Я настороженно прислушивался к киномэтрам в тайной надежде узнать что-либо о фильме. Но бесполезно. Юлий Гусман на пальцах объяснял актеру Владимиру Долинскому, что Михалкова пора снимать из председателей Союза кинематографистов к чертовой бабушке.
– Ишь чего придумал, Дом кино сносить, да если бы я остался директором, его бы туда поссать не пустили! А то ишь мэтр выискался, я, может, сам мэтр! – пузырился от негодования Гусман. Между тем Миша Ефремов, на пару с Никитой Высоцким опорожнив подчистую весь запас местного шампанского, уже вопрошающе посматривал на Юлия Гусмана, намекая на продолжение банкета.
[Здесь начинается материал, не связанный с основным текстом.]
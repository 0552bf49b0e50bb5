//! Configuration loading and typed config structures for the Rair world
//! simulation.
//!
//! The canonical configuration lives in `rair-config.yaml` at the project
//! root. Every section has defaults, so an empty file (or no file at all)
//! yields a runnable single-map server.

use std::collections::BTreeMap;
use std::path::Path;

use rair_characters::QueueOverflow;
use rair_types::Position;
use serde::Deserialize;

use crate::content::NpcDefinition;
use crate::spawner::SpawnerConfig;

/// Errors that can occur when loading configuration.
#[derive(Debug, thiserror::Error)]
pub enum ConfigError {
    /// Failed to read the configuration file from disk.
    #[error("failed to read config file: {source}")]
    Io {
        /// The underlying I/O error.
        #[from]
        source: std::io::Error,
    },

    /// Failed to parse YAML content.
    #[error("failed to parse config YAML: {source}")]
    Yaml {
        /// The underlying YAML parse error.
        source: serde_yml::Error,
    },

    /// A value parsed but is not usable.
    #[error("invalid configuration: {reason}")]
    Invalid {
        /// What is wrong.
        reason: String,
    },
}

impl From<serde_yml::Error> for ConfigError {
    fn from(source: serde_yml::Error) -> Self {
        Self::Yaml { source }
    }
}

/// Top-level server configuration.
///
/// Mirrors the structure of `rair-config.yaml`.
#[derive(Debug, Clone, Default, PartialEq, Eq, Deserialize)]
pub struct RairConfig {
    /// Tick period and random seed.
    #[serde(default)]
    pub server: ServerConfig,

    /// Phase sub-rates.
    #[serde(default)]
    pub rates: TickRates,

    /// Per-character bookkeeping.
    #[serde(default)]
    pub characters: CharacterConfig,

    /// Repeated-failure limits.
    #[serde(default)]
    pub faults: FaultConfig,

    /// Background persistence.
    #[serde(default)]
    pub persistence: PersistenceConfig,

    /// Infrastructure connection strings.
    #[serde(default)]
    pub infrastructure: InfrastructureConfig,

    /// Logging configuration.
    #[serde(default)]
    pub logging: LoggingConfig,

    /// One entry per world instance.
    #[serde(default = "default_maps")]
    pub maps: Vec<MapConfig>,

    /// NPC definitions keyed by content id.
    #[serde(default)]
    pub content: BTreeMap<String, NpcDefinition>,
}

impl RairConfig {
    /// Load configuration from a YAML file at the given path.
    ///
    /// Environment variables override YAML values for infrastructure URLs:
    /// - `NATS_URL` overrides `infrastructure.nats_url`
    /// - `DRAGONFLY_URL` overrides `infrastructure.dragonfly_url`
    ///
    /// # Errors
    ///
    /// Returns [`ConfigError::Io`] if the file cannot be read,
    /// [`ConfigError::Yaml`] if the content is not valid YAML, or
    /// [`ConfigError::Invalid`] if the tick rates are unusable.
    pub fn from_file(path: &Path) -> Result<Self, ConfigError> {
        let contents = std::fs::read_to_string(path)?;
        Self::parse(&contents)
    }

    /// Parse configuration from a YAML string.
    ///
    /// # Errors
    ///
    /// Returns [`ConfigError::Yaml`] if the string is not valid YAML, or
    /// [`ConfigError::Invalid`] if the tick rates are unusable.
    pub fn parse(yaml: &str) -> Result<Self, ConfigError> {
        let mut config: Self = if yaml.trim().is_empty() {
            Self::default()
        } else {
            serde_yml::from_str(yaml)?
        };
        config.infrastructure.apply_env_overrides();
        config.validate()?;
        Ok(config)
    }

    /// Check cross-field constraints.
    ///
    /// # Errors
    ///
    /// Returns [`ConfigError::Invalid`] describing the first problem found.
    pub fn validate(&self) -> Result<(), ConfigError> {
        self.rates.validate()?;
        if self.server.tick_period_ms == 0 {
            return Err(ConfigError::Invalid {
                reason: "server.tick_period_ms must be at least 1".to_owned(),
            });
        }
        if self.characters.action_queue_length == 0 {
            return Err(ConfigError::Invalid {
                reason: "characters.action_queue_length must be at least 1".to_owned(),
            });
        }
        Ok(())
    }
}

/// Server-level settings.
#[derive(Debug, Clone, PartialEq, Eq, Deserialize)]
pub struct ServerConfig {
    /// Real-time milliseconds per tick.
    #[serde(default = "default_tick_period_ms")]
    pub tick_period_ms: u64,

    /// Random seed. Each map derives its own stream from it.
    #[serde(default = "default_seed")]
    pub seed: u64,
}

impl Default for ServerConfig {
    fn default() -> Self {
        Self {
            tick_period_ms: default_tick_period_ms(),
            seed: default_seed(),
        }
    }
}

/// Phase sub-rates, each "every Nth tick".
#[derive(Debug, Clone, PartialEq, Eq, Deserialize)]
pub struct TickRates {
    /// Character bookkeeping, commands, and NPC AI.
    #[serde(default = "default_one")]
    pub character_action: u64,

    /// Effect lifecycle ticks.
    #[serde(default = "default_one")]
    pub buff: u64,

    /// Spawner population maintenance.
    #[serde(default = "default_one")]
    pub spawner: u64,

    /// Save every character.
    #[serde(default = "default_persistence_rate")]
    pub persistence: u64,
}

impl Default for TickRates {
    fn default() -> Self {
        Self {
            character_action: default_one(),
            buff: default_one(),
            spawner: default_one(),
            persistence: default_persistence_rate(),
        }
    }
}

impl TickRates {
    /// Reject zero rates and a persistence rate that is not a multiple of
    /// every other rate.
    ///
    /// # Errors
    ///
    /// Returns [`ConfigError::Invalid`] naming the offending rate.
    pub fn validate(&self) -> Result<(), ConfigError> {
        let named = [
            ("character_action", self.character_action),
            ("buff", self.buff),
            ("spawner", self.spawner),
            ("persistence", self.persistence),
        ];
        for (name, rate) in named {
            if rate == 0 {
                return Err(ConfigError::Invalid {
                    reason: format!("rates.{name} must be at least 1"),
                });
            }
        }
        for (name, rate) in named {
            if self.persistence.checked_rem(rate) != Some(0) {
                return Err(ConfigError::Invalid {
                    reason: format!(
                        "rates.persistence ({}) must be a multiple of rates.{name} ({rate})",
                        self.persistence
                    ),
                });
            }
        }
        Ok(())
    }
}

/// Per-character bookkeeping.
#[derive(Debug, Clone, PartialEq, Eq, Deserialize)]
pub struct CharacterConfig {
    /// Bound on queued commands per character.
    #[serde(default = "default_action_queue_length")]
    pub action_queue_length: usize,

    /// What a full queue drops.
    #[serde(default)]
    pub queue_overflow: QueueOverflow,

    /// Character-action ticks a fed player lasts before starving.
    #[serde(default = "default_hunger_ticks")]
    pub hunger_ticks: u32,

    /// In-combat countdown set by a hit.
    #[serde(default = "default_combat_ticks")]
    pub combat_ticks: u32,

    /// Ticks a dead player waits before reviving.
    #[serde(default = "default_death_ticks")]
    pub death_ticks: u32,

    /// Regeneration applies every this many character-action ticks.
    #[serde(default = "default_regen_interval")]
    pub regen_interval: u64,

    /// Health a freshly created player starts with.
    #[serde(default = "default_starting_hp")]
    pub starting_hp: i64,
}

impl Default for CharacterConfig {
    fn default() -> Self {
        Self {
            action_queue_length: default_action_queue_length(),
            queue_overflow: QueueOverflow::default(),
            hunger_ticks: default_hunger_ticks(),
            combat_ticks: default_combat_ticks(),
            death_ticks: default_death_ticks(),
            regen_interval: default_regen_interval(),
            starting_hp: default_starting_hp(),
        }
    }
}

/// Repeated-failure limits.
#[derive(Debug, Clone, PartialEq, Eq, Deserialize)]
pub struct FaultConfig {
    /// Failed hooks before an effect is force-removed.
    #[serde(default = "default_effect_fault_limit")]
    pub effect_fault_limit: u32,

    /// Consecutive failed steps before a spawner is disabled.
    #[serde(default = "default_spawner_fault_limit")]
    pub spawner_fault_limit: u32,
}

impl Default for FaultConfig {
    fn default() -> Self {
        Self {
            effect_fault_limit: default_effect_fault_limit(),
            spawner_fault_limit: default_spawner_fault_limit(),
        }
    }
}

/// Background persistence.
#[derive(Debug, Clone, PartialEq, Eq, Deserialize)]
pub struct PersistenceConfig {
    /// Pending save requests before new ones are dropped.
    #[serde(default = "default_channel_capacity")]
    pub channel_capacity: usize,
}

impl Default for PersistenceConfig {
    fn default() -> Self {
        Self {
            channel_capacity: default_channel_capacity(),
        }
    }
}

/// Infrastructure connection strings. Absent means "not used".
#[derive(Debug, Clone, Default, PartialEq, Eq, Deserialize)]
pub struct InfrastructureConfig {
    /// Dragonfly (Redis-compatible) URL.
    #[serde(default)]
    pub dragonfly_url: Option<String>,

    /// NATS messaging URL.
    #[serde(default)]
    pub nats_url: Option<String>,
}

impl InfrastructureConfig {
    /// Override infrastructure URLs with environment variables when set.
    pub fn apply_env_overrides(&mut self) {
        if let Ok(val) = std::env::var("NATS_URL") {
            self.nats_url = Some(val);
        }
        if let Ok(val) = std::env::var("DRAGONFLY_URL") {
            self.dragonfly_url = Some(val);
        }
    }
}

/// Log output format.
#[derive(Debug, Clone, Copy, Default, PartialEq, Eq, Deserialize)]
#[serde(rename_all = "snake_case")]
pub enum LogFormat {
    /// Human-readable lines.
    #[default]
    Text,
    /// One JSON object per line.
    Json,
}

/// Logging configuration.
#[derive(Debug, Clone, PartialEq, Eq, Deserialize)]
pub struct LoggingConfig {
    /// Default filter when `RUST_LOG` is unset.
    #[serde(default = "default_log_level")]
    pub level: String,

    /// Output format.
    #[serde(default)]
    pub format: LogFormat,
}

impl Default for LoggingConfig {
    fn default() -> Self {
        Self {
            level: default_log_level(),
            format: LogFormat::default(),
        }
    }
}

/// One world instance.
#[derive(Debug, Clone, PartialEq, Eq, Deserialize)]
pub struct MapConfig {
    /// Map name. Unique per server.
    pub name: String,

    /// Impassable tiles. Empty means open field.
    #[serde(default)]
    pub walls: Vec<Position>,

    /// How far characters can see.
    #[serde(default = "default_sight_radius")]
    pub sight_radius: u32,

    /// Spawners placed at startup.
    #[serde(default)]
    pub spawners: Vec<SpawnerDefinition>,
}

impl MapConfig {
    /// An empty open map.
    pub fn named(name: impl Into<String>) -> Self {
        Self {
            name: name.into(),
            walls: Vec::new(),
            sight_radius: default_sight_radius(),
            spawners: Vec::new(),
        }
    }
}

/// A spawner placed on a map.
#[derive(Debug, Clone, PartialEq, Eq, Deserialize)]
pub struct SpawnerDefinition {
    /// Label for logs.
    pub name: String,

    /// Anchor tile.
    pub anchor: Position,

    /// Population settings.
    #[serde(default)]
    pub config: SpawnerConfig,
}

// ---------------------------------------------------------------------------
// Default value functions (serde default requires named functions)
// ---------------------------------------------------------------------------

const fn default_tick_period_ms() -> u64 {
    1000
}

const fn default_seed() -> u64 {
    42
}

const fn default_one() -> u64 {
    1
}

const fn default_persistence_rate() -> u64 {
    60
}

const fn default_action_queue_length() -> usize {
    5
}

const fn default_hunger_ticks() -> u32 {
    3600
}

const fn default_combat_ticks() -> u32 {
    10
}

const fn default_death_ticks() -> u32 {
    30
}

const fn default_regen_interval() -> u64 {
    5
}

const fn default_starting_hp() -> i64 {
    100
}

const fn default_effect_fault_limit() -> u32 {
    5
}

const fn default_spawner_fault_limit() -> u32 {
    10
}

const fn default_channel_capacity() -> usize {
    256
}

fn default_log_level() -> String {
    "info".to_owned()
}

const fn default_sight_radius() -> u32 {
    8
}

fn default_maps() -> Vec<MapConfig> {
    vec![MapConfig::named("overworld")]
}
Наконец Юлий Соломоныч милостиво дал свисток, и народ, плавно пошатываясь, начал перемещаться в ресторан, где собственно и назначен был банкет по случаю этой самой премьеры.
– О чем фильм-то, – бубнил я на ухо Лизе Боярской, пытаясь под беседу ухватить ее за непритязательную девичью грудь. – Ты же там чуть ли не главную роль играешь.
Решительно отвергнув мои тухловатые домогательства, Лиза сгоряча рубанула: – Фильм надо было смотреть, а не водку с Ефремовым в буфете трескать!
Почувствовав неминучую справедливость Лизиных слов, я опять прицепился к Ефремову: – Вот, Миш, говорят, ты журналистов не любишь, а со мной водку трескаешь!
– Вова, да я же обожаю журналистов, а тебя особенно. Я даже этих, как их там, блин, папа… пара… нуты понял, это те, которые без мыла с фотоаппаратом в жопу залезают. Так вот я их тоже уважаю! Хочешь, я тебя поцелую на память?
Между тем ресторан «Прага» уже заполнялся именитыми гостями и жареными фазанами. Ефремов уже прыгал вокруг стола и кричал: – Я заказал Феде дичь! Гусман нахмурился: – По-моему, у меня в фильме этого не было…
– Это из «Бриллиантовой руки», Юрий Соломонович… – кивком глотнул сухенького я. Режиссер облегченно вздохнул и заулыбался. Радостный и благодушный Александр Абдулов даже не плевался в мою ненавистную журналистскую харю. Наоборот, он бережно, под локоток сопровождал статную, слегка пополневшую девушку Юлю. Оркестр пилил что-то невнятно родное, типа «Светит незнакомая звезда…».